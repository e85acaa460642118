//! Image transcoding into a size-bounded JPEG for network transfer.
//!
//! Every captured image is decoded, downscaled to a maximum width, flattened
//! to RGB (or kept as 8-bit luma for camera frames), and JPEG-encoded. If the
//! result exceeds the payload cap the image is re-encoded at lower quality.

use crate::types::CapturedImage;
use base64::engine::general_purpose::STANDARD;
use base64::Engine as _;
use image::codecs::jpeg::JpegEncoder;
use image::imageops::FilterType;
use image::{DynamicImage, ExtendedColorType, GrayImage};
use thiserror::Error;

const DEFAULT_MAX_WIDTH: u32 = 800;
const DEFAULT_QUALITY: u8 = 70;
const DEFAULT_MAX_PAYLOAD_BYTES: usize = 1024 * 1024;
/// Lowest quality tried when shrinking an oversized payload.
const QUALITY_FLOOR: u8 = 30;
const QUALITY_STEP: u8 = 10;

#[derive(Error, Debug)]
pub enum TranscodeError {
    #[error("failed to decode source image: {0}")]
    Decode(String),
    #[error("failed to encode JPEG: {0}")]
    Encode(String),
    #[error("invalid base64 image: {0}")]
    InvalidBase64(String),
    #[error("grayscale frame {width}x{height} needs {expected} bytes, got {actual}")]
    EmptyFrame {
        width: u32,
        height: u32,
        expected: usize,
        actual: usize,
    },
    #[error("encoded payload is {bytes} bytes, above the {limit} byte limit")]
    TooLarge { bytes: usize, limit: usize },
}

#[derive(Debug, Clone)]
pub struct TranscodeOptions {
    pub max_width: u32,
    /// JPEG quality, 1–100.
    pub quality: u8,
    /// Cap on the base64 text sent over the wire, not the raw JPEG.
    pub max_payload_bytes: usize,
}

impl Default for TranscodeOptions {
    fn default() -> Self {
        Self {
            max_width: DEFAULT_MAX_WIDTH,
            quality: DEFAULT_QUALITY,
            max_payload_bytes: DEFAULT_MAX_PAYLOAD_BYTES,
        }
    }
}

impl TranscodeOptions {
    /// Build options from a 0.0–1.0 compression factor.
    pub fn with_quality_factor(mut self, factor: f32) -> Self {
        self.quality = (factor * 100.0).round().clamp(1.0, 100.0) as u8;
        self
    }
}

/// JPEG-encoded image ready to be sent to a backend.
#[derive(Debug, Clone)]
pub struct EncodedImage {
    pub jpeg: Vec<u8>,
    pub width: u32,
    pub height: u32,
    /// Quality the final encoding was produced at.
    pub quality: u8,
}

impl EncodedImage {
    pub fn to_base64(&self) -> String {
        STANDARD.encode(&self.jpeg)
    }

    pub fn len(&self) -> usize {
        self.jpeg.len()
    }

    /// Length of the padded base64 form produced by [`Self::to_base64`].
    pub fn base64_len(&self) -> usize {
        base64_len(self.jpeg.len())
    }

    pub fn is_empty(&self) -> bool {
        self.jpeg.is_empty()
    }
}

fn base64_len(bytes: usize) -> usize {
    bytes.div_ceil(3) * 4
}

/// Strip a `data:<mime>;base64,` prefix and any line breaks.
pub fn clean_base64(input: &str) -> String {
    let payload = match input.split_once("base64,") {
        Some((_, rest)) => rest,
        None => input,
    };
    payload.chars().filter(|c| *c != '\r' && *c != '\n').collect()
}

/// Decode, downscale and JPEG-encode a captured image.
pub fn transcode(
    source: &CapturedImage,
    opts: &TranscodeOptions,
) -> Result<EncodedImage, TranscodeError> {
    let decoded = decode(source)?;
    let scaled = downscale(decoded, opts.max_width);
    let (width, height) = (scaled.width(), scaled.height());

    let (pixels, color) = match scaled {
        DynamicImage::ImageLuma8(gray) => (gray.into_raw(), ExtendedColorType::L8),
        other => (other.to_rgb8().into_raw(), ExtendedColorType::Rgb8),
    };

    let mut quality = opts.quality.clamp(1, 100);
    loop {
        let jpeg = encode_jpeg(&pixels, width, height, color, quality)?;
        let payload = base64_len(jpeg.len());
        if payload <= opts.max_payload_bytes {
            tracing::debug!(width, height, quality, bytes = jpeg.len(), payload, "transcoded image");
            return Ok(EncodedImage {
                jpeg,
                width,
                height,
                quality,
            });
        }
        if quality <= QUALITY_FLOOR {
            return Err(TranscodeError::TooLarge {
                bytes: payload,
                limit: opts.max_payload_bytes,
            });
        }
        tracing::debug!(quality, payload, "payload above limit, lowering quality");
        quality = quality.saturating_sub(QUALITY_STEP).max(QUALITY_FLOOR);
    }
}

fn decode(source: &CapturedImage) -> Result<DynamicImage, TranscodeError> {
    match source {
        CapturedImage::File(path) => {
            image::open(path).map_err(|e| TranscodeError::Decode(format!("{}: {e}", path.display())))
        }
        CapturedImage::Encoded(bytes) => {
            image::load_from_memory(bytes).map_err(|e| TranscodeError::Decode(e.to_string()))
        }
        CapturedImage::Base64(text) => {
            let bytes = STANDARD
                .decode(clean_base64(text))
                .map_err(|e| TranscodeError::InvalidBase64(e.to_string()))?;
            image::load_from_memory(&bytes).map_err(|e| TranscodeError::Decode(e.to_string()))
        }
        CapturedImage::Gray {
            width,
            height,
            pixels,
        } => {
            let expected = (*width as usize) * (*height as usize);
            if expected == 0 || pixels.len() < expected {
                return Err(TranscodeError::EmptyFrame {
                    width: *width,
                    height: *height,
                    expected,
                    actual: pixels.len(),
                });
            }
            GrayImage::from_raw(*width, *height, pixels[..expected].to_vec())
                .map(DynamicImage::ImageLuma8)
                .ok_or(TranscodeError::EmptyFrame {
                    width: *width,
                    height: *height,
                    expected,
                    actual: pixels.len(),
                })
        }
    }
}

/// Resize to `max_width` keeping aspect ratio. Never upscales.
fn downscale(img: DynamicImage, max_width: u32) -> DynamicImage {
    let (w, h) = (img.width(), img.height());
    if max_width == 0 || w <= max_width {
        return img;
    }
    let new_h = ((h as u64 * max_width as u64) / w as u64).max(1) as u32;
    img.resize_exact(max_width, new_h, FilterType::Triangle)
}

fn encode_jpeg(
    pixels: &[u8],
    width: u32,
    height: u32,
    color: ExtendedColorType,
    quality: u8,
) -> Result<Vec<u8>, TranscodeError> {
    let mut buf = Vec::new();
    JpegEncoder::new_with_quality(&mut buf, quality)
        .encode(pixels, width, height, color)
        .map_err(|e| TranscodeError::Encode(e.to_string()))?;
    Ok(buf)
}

--

▶ **Exercise brief**
What is needed here is an exact copy of every record.

▶ **Answer space**
repository e85acaa460642118
//! Image transcoding into a size-bounded JPEG for network transfer.
//!
//! Every captured image is decoded, downscaled to a maximum width, flattened
//! to RGB (or kept as 8-bit luma for camera frames), and JPEG-encoded. If the
//! result exceeds the payload cap the image is re-encoded at lower quality.

use crate::types::CapturedImage;
use base64::engine::general_purpose::STANDARD;
use base64::Engine as _;
use image::codecs::jpeg::JpegEncoder;
use image::imageops::FilterType;
use image::{DynamicImage, ExtendedColorType, GrayImage};
use thiserror::Error;

const DEFAULT_MAX_WIDTH: u32 = 800;
const DEFAULT_QUALITY: u8 = 70;
const DEFAULT_MAX_PAYLOAD_BYTES: usize = 1024 * 1024;
/// Lowest quality tried when shrinking an oversized payload.
const QUALITY_FLOOR: u8 = 30;
const QUALITY_STEP: u8 = 10;

#[derive(Error, Debug)]
pub enum TranscodeError {
    #[error("failed to decode source image: {0}")]
    Decode(String),
    #[error("failed to encode JPEG: {0}")]
    Encode(String),
    #[error("invalid base64 image: {0}")]
    InvalidBase64(String),
    #[error("grayscale frame {width}x{height} needs {expected} bytes, got {actual}")]
    EmptyFrame {
        width: u32,
        height: u32,
        expected: usize,
        actual: usize,
    },
    #[error("encoded payload is {bytes} bytes, above the {limit} byte limit")]
    TooLarge { bytes: usize, limit: usize },
}

#[derive(Debug, Clone)]
pub struct TranscodeOptions {
    pub max_width: u32,
    /// JPEG quality, 1–100.
    pub quality: u8,
    /// Cap on the base64 text sent over the wire, not the raw JPEG.
    pub max_payload_bytes: usize,
}

impl Default for TranscodeOptions {
    fn default() -> Self {
        Self {
            max_width: DEFAULT_MAX_WIDTH,
            quality: DEFAULT_QUALITY,
            max_payload_bytes: DEFAULT_MAX_PAYLOAD_BYTES,
        }
    }
}

impl TranscodeOptions {
    /// Build options from a 0.0–1.0 compression factor.
    pub fn with_quality_factor(mut self, factor: f32) -> Self {
        self.quality = (factor * 100.0).round().clamp(1.0, 100.0) as u8;
        self
    }
}

/// JPEG-encoded image ready to be sent to a backend.
#[derive(Debug, Clone)]
pub struct EncodedImage {
    pub jpeg: Vec<u8>,
    pub width: u32,
    pub height: u32,
    /// Quality the final encoding was produced at.
    pub quality: u8,
}

impl EncodedImage {
    pub fn to_base64(&self) -> String {
        STANDARD.encode(&self.jpeg)
    }

    pub fn len(&self) -> usize {
        self.jpeg.len()
    }

    /// Length of the padded base64 form produced by [`Self::to_base64`].
    pub fn base64_len(&self) -> usize {
        base64_len(self.jpeg.len())
    }

    pub fn is_empty(&self) -> bool {
        self.jpeg.is_empty()
    }
}

fn base64_len(bytes: usize) -> usize {
    bytes.div_ceil(3) * 4
}

/// Strip a `data:<mime>;base64,` prefix and any line breaks.
pub fn clean_base64(input: &str) -> String {
    let payload = match input.split_once("base64,") {
        Some((_, rest)) => rest,
        None => input,
    };
    payload.chars().filter(|c| *c != '\r' && *c != '\n').collect()
}

/// Decode, downscale and JPEG-encode a captured image.
pub fn transcode(
    source: &CapturedImage,
    opts: &TranscodeOptions,
) -> Result<EncodedImage, TranscodeError> {
    let decoded = decode(source)?;
    let scaled = downscale(decoded, opts.max_width);
    let (width, height) = (scaled.width(), scaled.height());

    let (pixels, color) = match scaled {
        DynamicImage::ImageLuma8(gray) => (gray.into_raw(), ExtendedColorType::L8),
        other => (other.to_rgb8().into_raw(), ExtendedColorType::Rgb8),
    };

    let mut quality = opts.quality.clamp(1, 100);
    loop {
        let jpeg = encode_jpeg(&pixels, width, height, color, quality)?;
        let payload = base64_len(jpeg.len());
        if payload <= opts.max_payload_bytes {
            tracing::debug!(width, height, quality, bytes = jpeg.len(), payload, "transcoded image");
            return Ok(EncodedImage {
                jpeg,
                width,
                height,
                quality,
            });
        }
        if quality <= QUALITY_FLOOR {
            return Err(TranscodeError::TooLarge {
                bytes: payload,
                limit: opts.max_payload_bytes,
            });
        }
        tracing::debug!(quality, payload, "payload above limit, lowering quality");
        quality = quality.saturating_sub(QUALITY_STEP).max(QUALITY_FLOOR);
    }
}

fn decode(source: &CapturedImage) -> Result<DynamicImage, TranscodeError> {
    match source {
        CapturedImage::File(path) => {
            image::open(path).map_err(|e| TranscodeError::Decode(format!("{}: {e}", path.display())))
        }
        CapturedImage::Encoded(bytes) => {
            image::load_from_memory(bytes).map_err(|e| TranscodeError::Decode(e.to_string()))
        }
        CapturedImage::Base64(text) => {
            let bytes = STANDARD
                .decode(clean_base64(text))
                .map_err(|e| TranscodeError::InvalidBase64(e.to_string()))?;
            image::load_from_memory(&bytes).map_err(|e| TranscodeError::Decode(e.to_string()))
        }
        CapturedImage::Gray {
            width,
            height,
            pixels,
        } => {
            let expected = (*width as usize) * (*height as usize);
            if expected == 0 || pixels.len() < expected {
                return Err(TranscodeError::EmptyFrame {
                    width: *width,
                    height: *height,
                    expected,
                    actual: pixels.len(),
                });
            }
            GrayImage::from_raw(*width, *height, pixels[..expected].to_vec())
                .map(DynamicImage::ImageLuma8)
                .ok_or(TranscodeError::EmptyFrame {
                    width: *width,
                    height: *height,
                    expected,
                    actual: pixels.len(),
                })
        }
    }
}

/// Resize to `max_width` keeping aspect ratio. Never upscales.
fn downscale(img: DynamicImage, max_width: u32) -> DynamicImage {
    let (w, h) = (img.width(), img.height());
    if max_width == 0 || w <= max_width {
        return img;
    }
    let new_h = ((h as u64 * max_width as u64) / w as u64).max(1) as u32;
    img.resize_exact(max_width, new_h, FilterType::Triangle)
}

fn encode_jpeg(
    pixels: &[u8],
    width: u32,
    height: u32,
    color: ExtendedColorType,
    quality: u8,
) -> Result<Vec<u8>, TranscodeError> {
    let mut buf = Vec::new();
    JpegEncoder::new_with_quality(&mut buf, quality)
        .encode(pixels, width, height, color)
        .map_err(|e| TranscodeError::Encode(e.to_string()))?;
    Ok(buf)
}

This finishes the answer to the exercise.